[Start of Attachment]
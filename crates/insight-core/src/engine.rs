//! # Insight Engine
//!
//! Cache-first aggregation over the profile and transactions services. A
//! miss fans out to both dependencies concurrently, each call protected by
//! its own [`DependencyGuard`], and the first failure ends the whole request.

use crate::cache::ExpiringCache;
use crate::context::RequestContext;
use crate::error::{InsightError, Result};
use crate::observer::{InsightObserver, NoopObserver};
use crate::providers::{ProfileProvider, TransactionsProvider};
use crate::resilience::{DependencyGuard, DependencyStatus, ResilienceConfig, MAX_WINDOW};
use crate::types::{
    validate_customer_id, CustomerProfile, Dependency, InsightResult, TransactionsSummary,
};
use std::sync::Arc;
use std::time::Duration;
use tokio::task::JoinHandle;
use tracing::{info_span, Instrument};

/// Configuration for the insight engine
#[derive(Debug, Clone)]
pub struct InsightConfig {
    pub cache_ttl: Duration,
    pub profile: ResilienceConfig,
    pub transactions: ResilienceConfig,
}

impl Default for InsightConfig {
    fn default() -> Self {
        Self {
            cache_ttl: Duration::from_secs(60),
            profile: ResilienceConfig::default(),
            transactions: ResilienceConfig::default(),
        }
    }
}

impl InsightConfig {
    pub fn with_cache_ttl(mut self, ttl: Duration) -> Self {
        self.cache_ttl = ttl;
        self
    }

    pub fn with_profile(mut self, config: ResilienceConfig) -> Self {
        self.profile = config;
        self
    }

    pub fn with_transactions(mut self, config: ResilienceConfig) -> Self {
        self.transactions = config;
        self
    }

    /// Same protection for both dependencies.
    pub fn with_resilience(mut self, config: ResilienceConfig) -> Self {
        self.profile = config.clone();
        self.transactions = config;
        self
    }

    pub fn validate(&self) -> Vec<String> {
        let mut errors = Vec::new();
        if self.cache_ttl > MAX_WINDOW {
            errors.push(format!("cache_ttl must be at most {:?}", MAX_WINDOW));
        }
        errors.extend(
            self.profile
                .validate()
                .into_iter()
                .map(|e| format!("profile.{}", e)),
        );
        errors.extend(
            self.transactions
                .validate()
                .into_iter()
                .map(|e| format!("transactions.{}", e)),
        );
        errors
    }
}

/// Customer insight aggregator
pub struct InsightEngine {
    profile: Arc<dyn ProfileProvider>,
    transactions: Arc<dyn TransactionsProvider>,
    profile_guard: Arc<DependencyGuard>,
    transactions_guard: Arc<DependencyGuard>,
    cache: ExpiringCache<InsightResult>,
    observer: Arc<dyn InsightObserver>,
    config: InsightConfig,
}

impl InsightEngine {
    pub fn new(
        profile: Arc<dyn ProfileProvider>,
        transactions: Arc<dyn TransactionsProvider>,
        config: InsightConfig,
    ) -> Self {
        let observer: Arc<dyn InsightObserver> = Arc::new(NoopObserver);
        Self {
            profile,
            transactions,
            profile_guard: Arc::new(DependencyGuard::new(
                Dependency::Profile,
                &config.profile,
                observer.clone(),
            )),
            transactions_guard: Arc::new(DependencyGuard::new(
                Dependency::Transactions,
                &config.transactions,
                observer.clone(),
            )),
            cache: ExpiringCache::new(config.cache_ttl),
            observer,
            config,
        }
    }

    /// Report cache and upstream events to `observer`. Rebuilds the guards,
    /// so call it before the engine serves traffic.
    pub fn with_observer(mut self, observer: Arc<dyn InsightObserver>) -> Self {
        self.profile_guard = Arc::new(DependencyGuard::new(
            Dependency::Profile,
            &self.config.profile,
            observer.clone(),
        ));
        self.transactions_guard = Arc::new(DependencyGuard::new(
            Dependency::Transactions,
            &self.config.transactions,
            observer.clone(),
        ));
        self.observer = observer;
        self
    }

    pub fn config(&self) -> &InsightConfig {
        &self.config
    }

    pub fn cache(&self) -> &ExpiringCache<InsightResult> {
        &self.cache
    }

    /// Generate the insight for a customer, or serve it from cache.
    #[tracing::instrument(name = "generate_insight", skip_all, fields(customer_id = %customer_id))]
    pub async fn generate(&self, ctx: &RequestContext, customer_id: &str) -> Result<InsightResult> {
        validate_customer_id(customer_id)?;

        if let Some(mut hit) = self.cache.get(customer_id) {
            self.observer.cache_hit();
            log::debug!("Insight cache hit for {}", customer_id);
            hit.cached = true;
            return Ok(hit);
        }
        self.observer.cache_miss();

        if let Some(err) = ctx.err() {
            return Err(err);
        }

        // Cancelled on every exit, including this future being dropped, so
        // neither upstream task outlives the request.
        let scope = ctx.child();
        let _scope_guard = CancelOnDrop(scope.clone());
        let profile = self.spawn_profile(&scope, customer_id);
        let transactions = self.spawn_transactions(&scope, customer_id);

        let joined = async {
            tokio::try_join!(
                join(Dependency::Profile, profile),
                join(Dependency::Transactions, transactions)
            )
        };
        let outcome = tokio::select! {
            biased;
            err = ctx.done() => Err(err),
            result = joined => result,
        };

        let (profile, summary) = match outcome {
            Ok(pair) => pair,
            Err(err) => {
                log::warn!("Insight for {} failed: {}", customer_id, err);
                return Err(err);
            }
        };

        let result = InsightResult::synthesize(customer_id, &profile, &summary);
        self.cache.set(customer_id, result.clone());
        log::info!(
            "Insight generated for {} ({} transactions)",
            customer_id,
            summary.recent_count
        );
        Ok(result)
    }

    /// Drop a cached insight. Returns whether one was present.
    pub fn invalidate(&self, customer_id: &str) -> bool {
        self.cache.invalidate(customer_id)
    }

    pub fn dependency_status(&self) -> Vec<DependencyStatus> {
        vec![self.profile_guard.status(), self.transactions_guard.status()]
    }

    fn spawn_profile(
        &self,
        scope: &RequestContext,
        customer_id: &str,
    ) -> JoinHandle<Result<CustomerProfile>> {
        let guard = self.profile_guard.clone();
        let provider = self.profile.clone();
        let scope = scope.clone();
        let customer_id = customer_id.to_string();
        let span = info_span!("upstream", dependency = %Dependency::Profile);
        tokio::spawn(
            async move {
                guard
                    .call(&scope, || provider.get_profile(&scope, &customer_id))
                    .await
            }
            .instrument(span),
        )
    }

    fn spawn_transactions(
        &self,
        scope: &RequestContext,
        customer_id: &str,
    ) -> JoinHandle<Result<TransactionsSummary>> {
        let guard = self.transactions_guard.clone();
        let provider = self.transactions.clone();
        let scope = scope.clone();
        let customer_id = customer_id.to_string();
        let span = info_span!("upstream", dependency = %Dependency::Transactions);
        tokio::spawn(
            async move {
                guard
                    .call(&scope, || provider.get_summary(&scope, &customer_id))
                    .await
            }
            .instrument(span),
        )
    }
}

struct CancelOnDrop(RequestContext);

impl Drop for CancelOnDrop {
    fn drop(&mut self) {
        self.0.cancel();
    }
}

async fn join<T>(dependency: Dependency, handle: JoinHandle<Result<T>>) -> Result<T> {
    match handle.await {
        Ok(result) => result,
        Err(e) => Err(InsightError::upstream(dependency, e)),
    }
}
[End of Attachment]
§ **REQUIREMENT**
Exact retyping of all the entries is required.

§ **COMPLETED TASK**
filename crates/insight-core/src/engine.rs
//! # Insight Engine
//!
//! Cache-first aggregation over the profile and transactions services. A
//! miss fans out to both dependencies concurrently, each call protected by
//! its own [`DependencyGuard`], and the first failure ends the whole request.

use crate::cache::ExpiringCache;
use crate::context::RequestContext;
use crate::error::{InsightError, Result};
use crate::observer::{InsightObserver, NoopObserver};
use crate::providers::{ProfileProvider, TransactionsProvider};
use crate::resilience::{DependencyGuard, DependencyStatus, ResilienceConfig, MAX_WINDOW};
use crate::types::{
    validate_customer_id, CustomerProfile, Dependency, InsightResult, TransactionsSummary,
};
use std::sync::Arc;
use std::time::Duration;
use tokio::task::JoinHandle;
use tracing::{info_span, Instrument};

/// Configuration for the insight engine
#[derive(Debug, Clone)]
pub struct InsightConfig {
    pub cache_ttl: Duration,
    pub profile: ResilienceConfig,
    pub transactions: ResilienceConfig,
}

impl Default for InsightConfig {
    fn default() -> Self {
        Self {
            cache_ttl: Duration::from_secs(60),
            profile: ResilienceConfig::default(),
            transactions: ResilienceConfig::default(),
        }
    }
}

impl InsightConfig {
    pub fn with_cache_ttl(mut self, ttl: Duration) -> Self {
        self.cache_ttl = ttl;
        self
    }

    pub fn with_profile(mut self, config: ResilienceConfig) -> Self {
        self.profile = config;
        self
    }

    pub fn with_transactions(mut self, config: ResilienceConfig) -> Self {
        self.transactions = config;
        self
    }

    /// Same protection for both dependencies.
    pub fn with_resilience(mut self, config: ResilienceConfig) -> Self {
        self.profile = config.clone();
        self.transactions = config;
        self
    }

    pub fn validate(&self) -> Vec<String> {
        let mut errors = Vec::new();
        if self.cache_ttl > MAX_WINDOW {
            errors.push(format!("cache_ttl must be at most {:?}", MAX_WINDOW));
        }
        errors.extend(
            self.profile
                .validate()
                .into_iter()
                .map(|e| format!("profile.{}", e)),
        );
        errors.extend(
            self.transactions
                .validate()
                .into_iter()
                .map(|e| format!("transactions.{}", e)),
        );
        errors
    }
}

/// Customer insight aggregator
pub struct InsightEngine {
    profile: Arc<dyn ProfileProvider>,
    transactions: Arc<dyn TransactionsProvider>,
    profile_guard: Arc<DependencyGuard>,
    transactions_guard: Arc<DependencyGuard>,
    cache: ExpiringCache<InsightResult>,
    observer: Arc<dyn InsightObserver>,
    config: InsightConfig,
}

impl InsightEngine {
    pub fn new(
        profile: Arc<dyn ProfileProvider>,
        transactions: Arc<dyn TransactionsProvider>,
        config: InsightConfig,
    ) -> Self {
        let observer: Arc<dyn InsightObserver> = Arc::new(NoopObserver);
        Self {
            profile,
            transactions,
            profile_guard: Arc::new(DependencyGuard::new(
                Dependency::Profile,
                &config.profile,
                observer.clone(),
            )),
            transactions_guard: Arc::new(DependencyGuard::new(
                Dependency::Transactions,
                &config.transactions,
                observer.clone(),
            )),
            cache: ExpiringCache::new(config.cache_ttl),
            observer,
            config,
        }
    }

    /// Report cache and upstream events to `observer`. Rebuilds the guards,
    /// so call it before the engine serves traffic.
    pub fn with_observer(mut self, observer: Arc<dyn InsightObserver>) -> Self {
        self.profile_guard = Arc::new(DependencyGuard::new(
            Dependency::Profile,
            &self.config.profile,
            observer.clone(),
        ));
        self.transactions_guard = Arc::new(DependencyGuard::new(
            Dependency::Transactions,
            &self.config.transactions,
            observer.clone(),
        ));
        self.observer = observer;
        self
    }

    pub fn config(&self) -> &InsightConfig {
        &self.config
    }

    pub fn cache(&self) -> &ExpiringCache<InsightResult> {
        &self.cache
    }

    /// Generate the insight for a customer, or serve it from cache.
    #[tracing::instrument(name = "generate_insight", skip_all, fields(customer_id = %customer_id))]
    pub async fn generate(&self, ctx: &RequestContext, customer_id: &str) -> Result<InsightResult> {
        validate_customer_id(customer_id)?;

        if let Some(mut hit) = self.cache.get(customer_id) {
            self.observer.cache_hit();
            log::debug!("Insight cache hit for {}", customer_id);
            hit.cached = true;
            return Ok(hit);
        }
        self.observer.cache_miss();

        if let Some(err) = ctx.err() {
            return Err(err);
        }

        // Cancelled on every exit, including this future being dropped, so
        // neither upstream task outlives the request.
        let scope = ctx.child();
        let _scope_guard = CancelOnDrop(scope.clone());
        let profile = self.spawn_profile(&scope, customer_id);
        let transactions = self.spawn_transactions(&scope, customer_id);

        let joined = async {
            tokio::try_join!(
                join(Dependency::Profile, profile),
                join(Dependency::Transactions, transactions)
            )
        };
        let outcome = tokio::select! {
            biased;
            err = ctx.done() => Err(err),
            result = joined => result,
        };

        let (profile, summary) = match outcome {
            Ok(pair) => pair,
            Err(err) => {
                log::warn!("Insight for {} failed: {}", customer_id, err);
                return Err(err);
            }
        };

        let result = InsightResult::synthesize(customer_id, &profile, &summary);
        self.cache.set(customer_id, result.clone());
        log::info!(
            "Insight generated for {} ({} transactions)",
            customer_id,
            summary.recent_count
        );
        Ok(result)
    }

    /// Drop a cached insight. Returns whether one was present.
    pub fn invalidate(&self, customer_id: &str) -> bool {
        self.cache.invalidate(customer_id)
    }

    pub fn dependency_status(&self) -> Vec<DependencyStatus> {
        vec![self.profile_guard.status(), self.transactions_guard.status()]
    }

    fn spawn_profile(
        &self,
        scope: &RequestContext,
        customer_id: &str,
    ) -> JoinHandle<Result<CustomerProfile>> {
        let guard = self.profile_guard.clone();
        let provider = self.profile.clone();
        let scope = scope.clone();
        let customer_id = customer_id.to_string();
        let span = info_span!("upstream", dependency = %Dependency::Profile);
        tokio::spawn(
            async move {
                guard
                    .call(&scope, || provider.get_profile(&scope, &customer_id))
                    .await
            }
            .instrument(span),
        )
    }

    fn spawn_transactions(
        &self,
        scope: &RequestContext,
        customer_id: &str,
    ) -> JoinHandle<Result<TransactionsSummary>> {
        let guard = self.transactions_guard.clone();
        let provider = self.transactions.clone();
        let scope = scope.clone();
        let customer_id = customer_id.to_string();
        let span = info_span!("upstream", dependency = %Dependency::Transactions);
        tokio::spawn(
            async move {
                guard
                    .call(&scope, || provider.get_summary(&scope, &customer_id))
                    .await
            }
            .instrument(span),
        )
    }
}

struct CancelOnDrop(RequestContext);

impl Drop for CancelOnDrop {
    fn drop(&mut self) {
        self.0.cancel();
    }
}

async fn join<T>(dependency: Dependency, handle: JoinHandle<Result<T>>) -> Result<T> {
    match handle.await {
        Ok(result) => result,
        Err(e) => Err(InsightError::upstream(dependency, e)),
    }
}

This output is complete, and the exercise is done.